The team’s discovery was published in a new paper this month, “CRISPR-Based Epigenome Editing of Cytokine Receptors for the Promotion of Cell Survival and Tissue Deposition in Inflammatory Environments,” in a special issue of Tissue Engineering. University of Utah bioengineering doctoral student, Niloofar Farhang, co-authored the study, which is a collaborative project between the University of Utah, Duke University and Washington University in St. Louis.
In chronic back pain, for example, slipped or herniated discs are a result of damaged tissue when inflammation causes cells to create molecules that break down tissue. Typically, inflammation is nature’s way of alerting the immune system to repair tissue or tackle infection. But chronic inflammation can instead lead to tissue degeneration and pain.
Bowles’ team is using the CRISPR (Clustered Regularly Interspaced Short Palindromic Repeat) system — new technology of modifying human genetics — to stop cell death and keep the cells from producing molecules that damage tissue and result in chronic pain. But it doesn’t do this by editing or replacing genes, which is what CRISPR tools are typically used for. Instead, it modulates the way genes turn on and off in order to protect cells from inflammation and thus breaking down tissue.
“So they won’t respond to inflammation. It disrupts this chronic inflammation pattern that leads to tissue degeneration and pain,” Bowles says. “We’re not changing what is in your genetic code. We’re altering what is expressed. Normally, cells do this themselves, but we are taking engineering control over these cells to tell them what to turn on and turn off.”

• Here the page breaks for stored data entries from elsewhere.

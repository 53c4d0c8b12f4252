use axum::{
    extract::rejection::{JsonRejection, PathRejection},
    http::StatusCode,
    response::{IntoResponse, Response},
    Json,
};
use serde_json::json;
use thiserror::Error;
use tracing::error;

use crate::db::StoreError;

/// Errors surfaced at the HTTP boundary. Every variant maps to a stable `kind`.
#[derive(Debug, Error)]
pub enum AppError {
    #[error("{0}")]
    BadRequest(String),

    #[error("missing or malformed credential")]
    MissingOrMalformedCredential,

    #[error("invalid or expired credential")]
    InvalidOrExpiredCredential,

    #[error("revoked or mismatched credential")]
    RevokedOrMismatchedCredential,

    #[error("access forbidden")]
    AccessForbidden,

    #[error("{0}")]
    NotFound(String),

    #[error("{0}")]
    Conflict(String),

    #[error("internal error")]
    Unknown(#[source] anyhow::Error),
}

impl AppError {
    pub fn kind(&self) -> &'static str {
        match self {
            AppError::BadRequest(_) => "bad_request",
            AppError::MissingOrMalformedCredential => "missing_or_malformed_credential",
            AppError::InvalidOrExpiredCredential => "invalid_or_expired_credential",
            AppError::RevokedOrMismatchedCredential => "revoked_or_mismatched_credential",
            AppError::AccessForbidden => "access_forbidden",
            AppError::NotFound(_) => "not_found",
            AppError::Conflict(_) => "conflict",
            AppError::Unknown(_) => "unknown",
        }
    }

    pub fn status(&self) -> StatusCode {
        match self {
            AppError::BadRequest(_) => StatusCode::BAD_REQUEST,
            AppError::MissingOrMalformedCredential
            | AppError::InvalidOrExpiredCredential
            | AppError::RevokedOrMismatchedCredential => StatusCode::UNAUTHORIZED,
            AppError::AccessForbidden => StatusCode::FORBIDDEN,
            AppError::NotFound(_) => StatusCode::NOT_FOUND,
            AppError::Conflict(_) => StatusCode::CONFLICT,
            AppError::Unknown(_) => StatusCode::INTERNAL_SERVER_ERROR,
        }
    }

    pub fn unknown(e: impl Into<anyhow::Error>) -> Self {
        AppError::Unknown(e.into())
    }
}

impl IntoResponse for AppError {
    fn into_response(self) -> Response {
        if let AppError::Unknown(source) = &self {
            error!(error = %format!("{source:#}"), "request failed");
        }
        let status = self.status();
        let body = Json(json!({
            "error": {
                "kind": self.kind(),
                "message": self.to_string(),
            }
        }));
        (status, body).into_response()
    }
}

impl From<StoreError> for AppError {
    fn from(e: StoreError) -> Self {
        match e {
            StoreError::Duplicate(_) => AppError::Conflict("resource already exists".into()),
            other => AppError::Unknown(other.into()),
        }
    }
}

impl From<JsonRejection> for AppError {
    fn from(rejection: JsonRejection) -> Self {
        AppError::BadRequest(rejection.body_text())
    }
}

impl From<PathRejection> for AppError {
    fn from(rejection: PathRejection) -> Self {
        AppError::BadRequest(rejection.body_text())
    }
}

pub type AppResult<T> = Result<T, AppError>;
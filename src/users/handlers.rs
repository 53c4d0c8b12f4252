use axum::{
    extract::{rejection::JsonRejection, State},
    http::StatusCode,
    routing::{get, post, put},
    Json, Router,
};
use tracing::instrument;

use super::{
    dto::{ChangePasswordRequest, PublicUser, RegisterRequest, UpdateProfileRequest},
    services,
};
use crate::{auth::extractors::AuthUser, error::AppResult, state::AppState};

pub fn user_routes() -> Router<AppState> {
    Router::new()
        .route("/users", post(register))
        .route("/users/me", put(update_profile))
        .route("/users/me/password", put(change_password))
}

pub fn me_routes() -> Router<AppState> {
    Router::new().route("/me", get(get_me))
}

#[instrument(skip(state, payload))]
pub async fn register(
    State(state): State<AppState>,
    payload: Result<Json<RegisterRequest>, JsonRejection>,
) -> AppResult<(StatusCode, Json<PublicUser>)> {
    let Json(payload) = payload?;
    let user = services::register(&state, payload, state.deadline()).await?;
    Ok((StatusCode::CREATED, Json(user.into())))
}

#[instrument(skip(state, identity), fields(user_id = %identity.user_id()))]
pub async fn get_me(
    State(state): State<AppState>,
    AuthUser(identity): AuthUser,
) -> AppResult<Json<PublicUser>> {
    let user = services::profile(&state, &identity, state.deadline()).await?;
    Ok(Json(user.into()))
}

#[instrument(skip(state, identity, payload), fields(user_id = %identity.user_id()))]
pub async fn update_profile(
    State(state): State<AppState>,
    AuthUser(identity): AuthUser,
    payload: Result<Json<UpdateProfileRequest>, JsonRejection>,
) -> AppResult<Json<PublicUser>> {
    let Json(payload) = payload?;
    let user =
        services::update_timezone(&state, &identity, &payload.timezone, state.deadline()).await?;
    Ok(Json(user.into()))
}

#[instrument(skip(state, identity, payload), fields(user_id = %identity.user_id()))]
pub async fn change_password(
    State(state): State<AppState>,
    AuthUser(identity): AuthUser,
    payload: Result<Json<ChangePasswordRequest>, JsonRejection>,
) -> AppResult<StatusCode> {
    let Json(payload) = payload?;
    services::change_password(&state, &identity, payload, state.deadline()).await?;
    Ok(StatusCode::NO_CONTENT)
}
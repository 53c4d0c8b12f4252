use tracing::warn;

use super::{repo::TaskStore, repo_types::Task};
use crate::{
    auth::identity::Identity,
    db::Deadline,
    error::{AppError, AppResult},
};

/// Loads task `id` only if the caller owns it.
///
/// A task that belongs to someone else and a task that does not exist are
/// indistinguishable to the caller: both are `AccessForbidden`.
pub async fn owned_task(
    store: &dyn TaskStore,
    identity: &Identity,
    id: i64,
    deadline: Deadline,
) -> AppResult<Task> {
    match deadline.run(store.find_owned(id, identity.user_id())).await? {
        Some(task) => Ok(task),
        None => {
            warn!(user_id = %identity.user_id(), task_id = id, "access to task not owned by caller");
            Err(AppError::AccessForbidden)
        }
    }
}

#[cfg(test)]
mod tests {
    use super::*;
    use crate::{
        auth::identity::SessionToken,
        tasks::{
            memory::MemoryTaskStore,
            repo_types::{Category, NewTask},
        },
    };
    use std::time::Duration;
    use time::macros::datetime;
    use uuid::Uuid;

    fn identity(user_id: Uuid) -> Identity {
        Identity::new(user_id, SessionToken::new("tok"))
    }

    #[tokio::test]
    async fn owner_passes_others_are_forbidden() {
        let store = MemoryTaskStore::default();
        let owner = Uuid::new_v4();
        let task = store
            .insert(
                owner,
                NewTask {
                    title: "t".into(),
                    description: String::new(),
                    category: Category::Note,
                    start_date: datetime!(2024-01-01 0:00 UTC),
                },
            )
            .await
            .unwrap();
        let deadline = Deadline::after(Duration::from_secs(1));

        let got = owned_task(&store, &identity(owner), task.id, deadline).await.unwrap();
        assert_eq!(got, task);

        let err = owned_task(&store, &identity(Uuid::new_v4()), task.id, deadline)
            .await
            .unwrap_err();
        assert!(matches!(err, AppError::AccessForbidden));

        let err = owned_task(&store, &identity(owner), 999, deadline).await.unwrap_err();
        assert!(matches!(err, AppError::AccessForbidden));
    }
}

Now that researchers know they can do this, doctors will be able to modify the genes via an injection directly to the affected area and delay the degeneration of tissue. In the case of back pain, a patient may get a discectomy to remove part of a herniated disc to relieve the pain, but tissue near the spinal cord may continue to breakdown, leading to future pain. This method could stave off additional surgeries by stopping the tissue damage.
“The hope is that this stops degeneration in its tracks, and the patient could avoid any future surgeries,” Bowles says. “But it’s patient to patient. Some might still need surgery, but it could delay it.”
So far, the team has developed a virus that can deliver the gene therapy and has filed a patent on the system. They hope to proceed to human trials after collecting initial data, but Bowles believes it could be about 10 years before this method is used in patients.
Other researchers on the team include University of Utah orthopaedic surgeon Brandon Lawrence, Duke University biomedical engineering associate professor Charles. A. Gersbach, biomedical engineering professor Farshid Guilak and Distinguished Professor Lori A. Setton of Washington University in St. Louis.